Available data ▸
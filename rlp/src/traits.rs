// Copyright 2015-2017 Parity Technologies (UK) Ltd.
// This file is part of Parity.

// Parity is free software: you can redistribute it and/or modify
// it under the terms of the GNU General Public License as published by
// the Free Software Foundation, either version 3 of the License, or
// (at your option) any later version.

// Parity is distributed in the hope that it will be useful,
// but WITHOUT ANY WARRANTY; without even the implied warranty of
// MERCHANTABILITY or FITNESS FOR A PARTICULAR PURPOSE.  See the
// GNU General Public License for more details.

// You should have received a copy of the GNU General Public License
// along with Parity.  If not, see <http://www.gnu.org/licenses/>.

//! Common RLP traits
use elastic_array::ElasticArray1024;
use {DecoderError, UntrustedRlp, RlpStream};

/// RLP decodable trait
pub trait Decodable: Sized {
	/// Decode a value from RLP bytes
	fn decode(rlp: &UntrustedRlp) -> Result<Self, DecoderError>;
}

/// Structure encodable to RLP
pub trait Encodable {
	/// Append a value to the stream
	fn rlp_append(&self, s: &mut RlpStream);

	/// Get rlp-encoded bytes for this instance
	fn rlp_bytes(&self) -> ElasticArray1024<u8> {
		let mut s = RlpStream::new();
		self.rlp_append(&mut s);
		s.drain()
	}
}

Problem requirements ▸ Give a word-for-word copy of the records.

Task solution ▸
filename rlp/src/traits.rs
// Copyright 2015-2017 Parity Technologies (UK) Ltd.
// This file is part of Parity.

// Parity is free software: you can redistribute it and/or modify
// it under the terms of the GNU General Public License as published by
// the Free Software Foundation, either version 3 of the License, or
// (at your option) any later version.

// Parity is distributed in the hope that it will be useful,
// but WITHOUT ANY WARRANTY; without even the implied warranty of
// MERCHANTABILITY or FITNESS FOR A PARTICULAR PURPOSE.  See the
// GNU General Public License for more details.

// You should have received a copy of the GNU General Public License
// along with Parity.  If not, see <http://www.gnu.org/licenses/>.

//! Common RLP traits
use elastic_array::ElasticArray1024;
use {DecoderError, UntrustedRlp, RlpStream};

/// RLP decodable trait
pub trait Decodable: Sized {
	/// Decode a value from RLP bytes
	fn decode(rlp: &UntrustedRlp) -> Result<Self, DecoderError>;
}

/// Structure encodable to RLP
pub trait Encodable {
	/// Append a value to the stream
	fn rlp_append(&self, s: &mut RlpStream);

	/// Get rlp-encoded bytes for this instance
	fn rlp_bytes(&self) -> ElasticArray1024<u8> {
		let mut s = RlpStream::new();
		self.rlp_append(&mut s);
		s.drain()
	}
}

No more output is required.